U.S. intelligence officials were alarmed at this escalation in Castro’s rhetoric and the implied threat conveyed by these comments. Was Castro aware of U.S. plots to assassinate him? If so, how did he know? Did he intend to retaliate by organizing reciprocal plots against American leaders? They concluded that among various things Castro might do, he was unlikely to risk an assassination attempt on a U.S. leader. In any case, Castro’s threats had little effect on Kennedy’s determination to get rid of him. On November 18, four days before he was killed, Kennedy delivered a speech in Miami in which he described the Castro government as “a small band of conspirators that has stripped the Cuban people of their freedom.” Kennedy pledged to restore U.S. assistance and friendship “once Cuban sovereignty has been restored.” Oswald, an admirer of Castro and other third-world revolutionaries, was acutely attentive to the smoldering war between the American and Cuban governments and to the personal and ideological war of words between Castro and Kennedy.

The JFK assassination was thus an event in the Cold War, but it was interpreted by the liberal leadership of the nation as an event in the civil rights crusade. This interpretation sowed endless confusion as to the motives of the assassin and the meaning of the event. It made no logical sense to claim that Kennedy was a martyr in the cause of civil rights while acknowledging that the assassin was a Communist and a supporter of Fidel Castro. In deciding which of the two should go—the facts or the interpretation—many decided to eliminate the facts, or at least to ignore them. Even the Warren Report, while setting forth conclusive evidence that Oswald acted on his own in killing President Kennedy, contributed to the confusion by suggesting that he did so for a mix of personal reasons (he could not hold a job, he was having marital problems, etc.) unrelated to his Communist ideology or his admiration for Castro. In this sense, the Report carried forward the “official” view that required the suppression of ideological motives in the assassination.

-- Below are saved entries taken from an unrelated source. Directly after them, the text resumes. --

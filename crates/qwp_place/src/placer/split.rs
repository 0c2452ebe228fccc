//! Median split of a frame into two child frames.

use crate::graph::{Graph, Node};
use std::cmp::Ordering;
use std::collections::BTreeMap;

/// A child frame under construction, plus the mapping from parent node
/// indices to child node indices.
#[derive(Debug)]
pub(crate) struct ChildGraph {
    pub(crate) graph: Graph,
    map: BTreeMap<usize, usize>,
    pub(crate) placeholders: usize,
}

/// Which side of the median a child covers.
#[derive(Debug, Clone, Copy, PartialEq, Eq)]
enum Side {
    Left,
    Right,
}

impl Side {
    /// Moves `value` onto this side of `mid`.
    fn clamp(self, value: f64, mid: f64) -> f64 {
        match self {
            Side::Left if value > mid => mid,
            Side::Right if value < mid => mid,
            _ => value,
        }
    }
}

impl ChildGraph {
    fn new(parent: &Graph) -> Self {
        Self {
            graph: Graph::new(parent.axis.other()),
            map: BTreeMap::new(),
            placeholders: 0,
        }
    }

    fn index_of(&self, parent_idx: usize) -> Option<usize> {
        self.map.get(&parent_idx).copied()
    }

    /// Copies an assigned element into the child, clamped to `side`.
    fn adopt(&mut self, parent_idx: usize, node: &Node, side: Side, mid: f64) {
        let mut child = node.clone();
        child.pos = side.clamp(child.pos, mid);
        child.swap_axes();
        let idx = self.graph.add_node(child);
        self.map.insert(parent_idx, idx);
    }

    /// Adds a placeholder for a parent node that is not in this child.
    fn project(&mut self, parent_idx: usize, node: &Node, side: Side, mid: f64) -> usize {
        let idx = self
            .graph
            .add_node(node.placeholder(side.clamp(node.pos, mid)));
        self.map.insert(parent_idx, idx);
        self.placeholders += 1;
        idx
    }

    /// Copies solved coordinates of adopted elements back into `parent`.
    pub(crate) fn reintegrate(&self, parent: &mut Graph) {
        for (&parent_idx, &child_idx) in &self.map {
            let child = &self.graph.nodes[child_idx];
            if child.is_element() {
                let node = &mut parent.nodes[parent_idx];
                node.pos = child.alt_pos;
                node.alt_pos = child.pos;
            }
        }
    }

    /// Carries one parent edge into this child, synthesizing a placeholder
    /// when exactly one endpoint is present and the present one is an
    /// element of the parent.
    fn carry_edge(&mut self, parent: &Graph, a: usize, b: usize, weight: f64, side: Side, mid: f64) {
        let mut ia = self.index_of(a);
        let mut ib = self.index_of(b);

        if parent.nodes[a].is_element() && ia.is_some() && ib.is_none() {
            ib = Some(self.project(b, &parent.nodes[b], side, mid));
        } else if parent.nodes[b].is_element() && ib.is_some() && ia.is_none() {
            ia = Some(self.project(a, &parent.nodes[a], side, mid));
        }

        if let (Some(ia), Some(ib)) = (ia, ib) {
            self.graph.add_edge_weight(ia, ib, weight);
        }
    }
}

/// Splits `graph` at the median of its elements' primary coordinates.
///
/// Returns `None` when there are fewer than two elements to divide. The
/// first half (rounded down) of the elements, in ascending coordinate order
/// with ties broken by index, goes to the left child.
pub(crate) fn split_at_median(graph: &Graph, mid: f64) -> Option<(ChildGraph, ChildGraph)> {
    let mut sorted: Vec<(f64, usize)> = graph
        .nodes
        .iter()
        .enumerate()
        .filter(|(_, n)| n.is_element())
        .map(|(i, n)| (n.pos, i))
        .collect();
    if sorted.len() < 2 {
        return None;
    }
    sorted.sort_by(|a, b| {
        a.0.partial_cmp(&b.0)
            .unwrap_or(Ordering::Equal)
            .then(a.1.cmp(&b.1))
    });

    let mut left = ChildGraph::new(graph);
    let mut right = ChildGraph::new(graph);
    let half = sorted.len() / 2;
    for (k, &(_, i)) in sorted.iter().enumerate() {
        if k < half {
            left.adopt(i, &graph.nodes[i], Side::Left, mid);
        } else {
            right.adopt(i, &graph.nodes[i], Side::Right, mid);
        }
    }

    for (a, b, weight) in graph.edges() {
        if !graph.nodes[a].is_element() && !graph.nodes[b].is_element() {
            continue;
        }
        left.carry_edge(graph, a, b, weight, Side::Left, mid);
        right.carry_edge(graph, a, b, weight, Side::Right, mid);
    }

    Some((left, right))
}
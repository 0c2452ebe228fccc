//! `qwp place` — the placement pipeline.
//!
//! 1. Load `qwp.toml` (explicit `--config`, else the current directory, else
//!    defaults) and apply command-line overrides
//! 2. Load and validate the netlist document
//! 3. Place
//! 4. Render diagnostics, write positions and the optional plot script

use std::fs;
use std::path::{Path, PathBuf};

use qwp_config::{Axis, PlacerConfig, QwpConfig, SolverKind, CONFIG_FILE_NAME};
use qwp_diagnostics::{DiagnosticRenderer, DiagnosticSink, JsonRenderer, TerminalRenderer};
use qwp_place::{place_netlist, write_pyplot, Placement};
use tracing::debug;

use crate::{AxisArg, GlobalArgs, OutputFormat, PlaceArgs, ReportFormat, SolverArg};

/// Runs the `qwp place` command.
///
/// Returns exit code 0 on success and 1 if placement failed.
pub fn run(args: &PlaceArgs, global: &GlobalArgs) -> Result<i32, Box<dyn std::error::Error>> {
    let mut config = resolve_config(global)?.placer;
    apply_overrides(&mut config, args);
    debug!(?config, "effective placer configuration");

    let netlist = qwp_netlist::load_netlist(Path::new(&args.netlist))?;
    if !global.quiet {
        eprintln!(
            "     Placing {} ({} elements, {} wires)",
            netlist.name,
            netlist.element_count(),
            netlist.wire_count()
        );
    }

    let sink = DiagnosticSink::new();
    let outcome = place_netlist(&netlist, &config, &sink);
    render_diagnostics(&sink, args.diagnostics, global);

    let (placement, report) = match outcome {
        Ok(done) => done,
        Err(_) => return Ok(1),
    };

    let rendered = render_positions(&placement, args.format)?;
    match &args.output {
        Some(path) => fs::write(path, rendered)?,
        None => print!("{rendered}"),
    }

    if let Some(path) = &args.plot {
        let mut script = String::new();
        write_pyplot(&report.graph, &mut script)?;
        fs::write(path, script)?;
    }

    if global.verbose {
        eprintln!(
            "   Stats: {} solves, {} leaves, depth {}, {} placeholders",
            report.stats.solves,
            report.stats.leaves,
            report.stats.max_depth,
            report.stats.placeholders
        );
    }
    if !global.quiet {
        eprintln!("    Finished {} elements placed", placement.len());
    }

    Ok(if sink.has_errors() { 1 } else { 0 })
}

/// Loads the configuration named by `--config`, or `qwp.toml` in the
/// current directory if present, or the defaults.
fn resolve_config(global: &GlobalArgs) -> Result<QwpConfig, Box<dyn std::error::Error>> {
    if let Some(path) = &global.config {
        return Ok(qwp_config::load_config(Path::new(path))?);
    }
    let local = PathBuf::from(CONFIG_FILE_NAME);
    if local.is_file() {
        return Ok(qwp_config::load_config(&local)?);
    }
    Ok(QwpConfig::default())
}

/// Command-line flags take precedence over the file.
fn apply_overrides(config: &mut PlacerConfig, args: &PlaceArgs) {
    if args.ltr {
        config.left_to_right = true;
    }
    if args.alpha {
        config.alphabetical_ordering = true;
    }
    if let Some(grid) = args.grid {
        config.grid_divisions = grid;
    }
    if let Some(seed) = args.seed {
        config.seed = seed;
    }
    if let Some(degree) = args.max_net_degree {
        config.max_net_degree = usize::try_from(degree).unwrap_or(usize::MAX);
    }
    if let Some(axis) = args.first_axis {
        config.first_axis = match axis {
            AxisArg::X => Axis::X,
            AxisArg::Y => Axis::Y,
        };
    }
    if let Some(solver) = args.solver {
        config.solver = match solver {
            SolverArg::Gaussian => SolverKind::Gaussian,
            SolverArg::Pivoting => SolverKind::Pivoting,
        };
    }
}

fn render_diagnostics(sink: &DiagnosticSink, format: ReportFormat, global: &GlobalArgs) {
    let renderer: Box<dyn DiagnosticRenderer> = match format {
        ReportFormat::Text => Box::new(TerminalRenderer::new(global.color)),
        ReportFormat::Json => Box::new(JsonRenderer),
    };
    for diag in sink.diagnostics() {
        if global.quiet && !diag.severity.is_error() {
            continue;
        }
        match format {
            ReportFormat::Text => eprint!("{}", renderer.render(&diag)),
            ReportFormat::Json => eprintln!("{}", renderer.render(&diag)),
        }
    }
}

fn render_positions(
    placement: &Placement,
    format: OutputFormat,
) -> Result<String, serde_json::Error> {
    match format {
        OutputFormat::Json => Ok(serde_json::to_string_pretty(placement)? + "\n"),
        OutputFormat::Text => Ok(placement.to_text()),
    }
}
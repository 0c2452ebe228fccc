//! Nodes and weighted edges of one placement frame.
//!
//! A [`Graph`] is owned by exactly one recursion frame. Nodes store their
//! coordinates relative to the axis the frame solves: `pos` is the primary
//! coordinate and `alt_pos` the secondary one. Children receive copies with
//! the two roles exchanged.

use crate::ids::ElementSlot;
use crate::rng::Xorshift32;
use crate::sink::Point;
use qwp_config::Axis;
use std::collections::BTreeMap;

/// A point that takes part in placement: a real element, a boundary
/// terminal, or a placeholder standing in for a node outside the region.
#[derive(Debug, Clone, PartialEq)]
pub struct Node {
    /// The element this node places, `None` for terminals and placeholders.
    pub element: Option<ElementSlot>,
    /// The primary coordinate is fixed.
    pub tied: bool,
    /// The secondary coordinate is fixed.
    pub alt_tied: bool,
    /// Coordinate on the axis being solved.
    pub pos: f64,
    /// Coordinate on the other axis.
    pub alt_pos: f64,
}

impl Node {
    /// Creates a free node at a random location. Draws `pos` first, then
    /// `alt_pos`.
    pub fn new(element: Option<ElementSlot>, rng: &mut Xorshift32) -> Self {
        let pos = rng.next_unit();
        let alt_pos = rng.next_unit();
        Self {
            element,
            tied: false,
            alt_tied: false,
            pos,
            alt_pos,
        }
    }

    /// Fixes the primary coordinate at `value`.
    pub fn tie(&mut self, value: f64) {
        self.pos = value;
        self.tied = true;
    }

    /// Fixes the secondary coordinate at `value`.
    pub fn alt_tie(&mut self, value: f64) {
        self.alt_pos = value;
        self.alt_tied = true;
    }

    /// Exchanges the primary and secondary roles.
    pub fn swap_axes(&mut self) {
        std::mem::swap(&mut self.pos, &mut self.alt_pos);
        std::mem::swap(&mut self.tied, &mut self.alt_tied);
    }

    /// Returns `true` if the node places a real element.
    pub fn is_element(&self) -> bool {
        self.element.is_some()
    }

    /// Builds the placeholder that represents this node in a child region:
    /// no element, primary coordinate tied to `value`, roles already swapped
    /// for the child.
    pub fn placeholder(&self, value: f64) -> Self {
        let mut node = Self {
            element: None,
            ..self.clone()
        };
        node.tie(value);
        node.swap_axes();
        node
    }

    /// Returns the node's location given the axis `pos` refers to.
    pub fn point(&self, primary: Axis) -> Point {
        match primary {
            Axis::X => Point::new(self.pos, self.alt_pos),
            Axis::Y => Point::new(self.alt_pos, self.pos),
        }
    }
}

/// The nodes and edges of one recursion frame.
#[derive(Debug, Clone)]
pub struct Graph {
    /// The axis `Node::pos` refers to.
    pub axis: Axis,
    /// Nodes, addressed by index.
    pub nodes: Vec<Node>,
    edges: BTreeMap<(usize, usize), f64>,
}

impl Graph {
    /// Creates an empty graph solved along `axis`.
    pub fn new(axis: Axis) -> Self {
        Self {
            axis,
            nodes: Vec::new(),
            edges: BTreeMap::new(),
        }
    }

    /// Appends a node and returns its index.
    pub fn add_node(&mut self, node: Node) -> usize {
        self.nodes.push(node);
        self.nodes.len() - 1
    }

    /// Adds `weight` to the edge between `a` and `b`.
    ///
    /// The pair is stored as `(low, high)`, so the argument order does not
    /// matter. Self-loops are ignored.
    pub fn add_edge_weight(&mut self, a: usize, b: usize, weight: f64) {
        if a == b {
            return;
        }
        let key = if a < b { (a, b) } else { (b, a) };
        *self.edges.entry(key).or_insert(0.0) += weight;
    }

    /// Returns the accumulated weight between `a` and `b`, if connected.
    pub fn edge_weight(&self, a: usize, b: usize) -> Option<f64> {
        let key = if a < b { (a, b) } else { (b, a) };
        self.edges.get(&key).copied()
    }

    /// Iterates over `(low, high, weight)` in ascending pair order.
    pub fn edges(&self) -> impl Iterator<Item = (usize, usize, f64)> + '_ {
        self.edges.iter().map(|(&(a, b), &w)| (a, b, w))
    }

    /// Number of nodes that place a real element.
    pub fn element_count(&self) -> usize {
        self.nodes.iter().filter(|n| n.is_element()).count()
    }

    /// Number of nodes.
    pub fn node_count(&self) -> usize {
        self.nodes.len()
    }

    /// Number of distinct edges.
    pub fn edge_count(&self) -> usize {
        self.edges.len()
    }
}

#[cfg(test)]
mod tests {
    use super::*;

    #[test]
    fn new_node_draws_pos_then_alt_pos() {
        let mut rng = Xorshift32::new(5);
        let mut check = Xorshift32::new(5);
        let node = Node::new(None, &mut rng);
        assert_eq!(node.pos, check.next_unit());
        assert_eq!(node.alt_pos, check.next_unit());
        assert!(!node.tied && !node.alt_tied);
    }

    #[test]
    fn swap_exchanges_values_and_ties() {
        let mut rng = Xorshift32::new(5);
        let mut node = Node::new(Some(ElementSlot::from_raw(0)), &mut rng);
        node.tie(0.0);
        node.alt_pos = 0.75;
        node.swap_axes();
        assert_eq!(node.pos, 0.75);
        assert_eq!(node.alt_pos, 0.0);
        assert!(!node.tied);
        assert!(node.alt_tied);
    }

    #[test]
    fn placeholder_is_tied_in_the_parent_axis() {
        let mut rng = Xorshift32::new(5);
        let mut node = Node::new(Some(ElementSlot::from_raw(3)), &mut rng);
        node.alt_pos = 0.2;
        let ph = node.placeholder(0.5);
        assert!(!ph.is_element());
        assert_eq!(ph.alt_pos, 0.5);
        assert!(ph.alt_tied);
        assert_eq!(ph.pos, 0.2);
        assert!(!ph.tied);
    }

    #[test]
    fn point_respects_axis() {
        let node = Node {
            element: None,
            tied: false,
            alt_tied: false,
            pos: 0.1,
            alt_pos: 0.9,
        };
        assert_eq!(node.point(Axis::X), Point::new(0.1, 0.9));
        assert_eq!(node.point(Axis::Y), Point::new(0.9, 0.1));
    }

    #[test]
    fn edges_are_canonical_and_accumulate() {
        let mut g = Graph::new(Axis::X);
        g.add_edge_weight(2, 1, 0.5);
        g.add_edge_weight(1, 2, 0.25);
        g.add_edge_weight(0, 3, 1.0);
        g.add_edge_weight(4, 4, 1.0);
        assert_eq!(g.edge_weight(1, 2), Some(0.75));
        assert_eq!(g.edge_weight(2, 1), Some(0.75));
        assert_eq!(g.edge_count(), 2);
        let order: Vec<_> = g.edges().map(|(a, b, _)| (a, b)).collect();
        assert_eq!(order, vec![(0, 3), (1, 2)]);
    }
}
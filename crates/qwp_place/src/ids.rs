//! Index types local to the placer.

qwp_netlist::define_id!(
    /// Position of a placeable element in the list the placer was given.
    ///
    /// Graph nodes refer to elements through this slot rather than through
    /// the host's own key type, so the graph stays independent of the host.
    ElementSlot
);

#[cfg(test)]
mod tests {
    use super::*;

    #[test]
    fn slot_roundtrip() {
        let slot = ElementSlot::from_raw(12);
        assert_eq!(slot.index(), 12);
        assert_eq!(slot.to_string(), "12");
    }
}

Before long the vacuum of meaning surrounding the assassination was filled in by a host of conspiracy theories claiming that JFK was a victim of an elaborate plot orchestrated by right-wing elements in American life. The fruitless fifty-year debate over “Who killed Kennedy?” developed as a direct consequence from the tendentious interpretation assigned to the assassination in 1963. Needless to say, there never would have been any such debate nor any speculation about conspiracies had President Kennedy been killed by a right-winger whose guilt was confirmed by the same evidence as condemned Lee Harvey Oswald.

The civil-rights interpretation of the assassination went hand in hand with the aim of Kennedy loyalists and the Kennedy family to portray JFK posthumously as a liberal hero and a martyr for liberal causes. Kennedy loyalists Theodore Sorenson and Arthur Schlesinger Jr. soon published histories of the New Frontier in which they highlighted JFK’s liberal accomplishments and lamented all that was left undone by his premature death. Others maintained that he should be remembered next to Abraham Lincoln as one of the nation’s champions of racial equality. Mrs. Kennedy took the case further by suggesting that the Kennedy White House was comparable to King Arthur’s Camelot as a near-magical place guided by the highest ideals. “Grief nourishes myth,” as Schlesinger wrote in his history of the Kennedy years, and nowhere does it apply more accurately than to the crafting of the Kennedy legend in the aftermath of the assassination.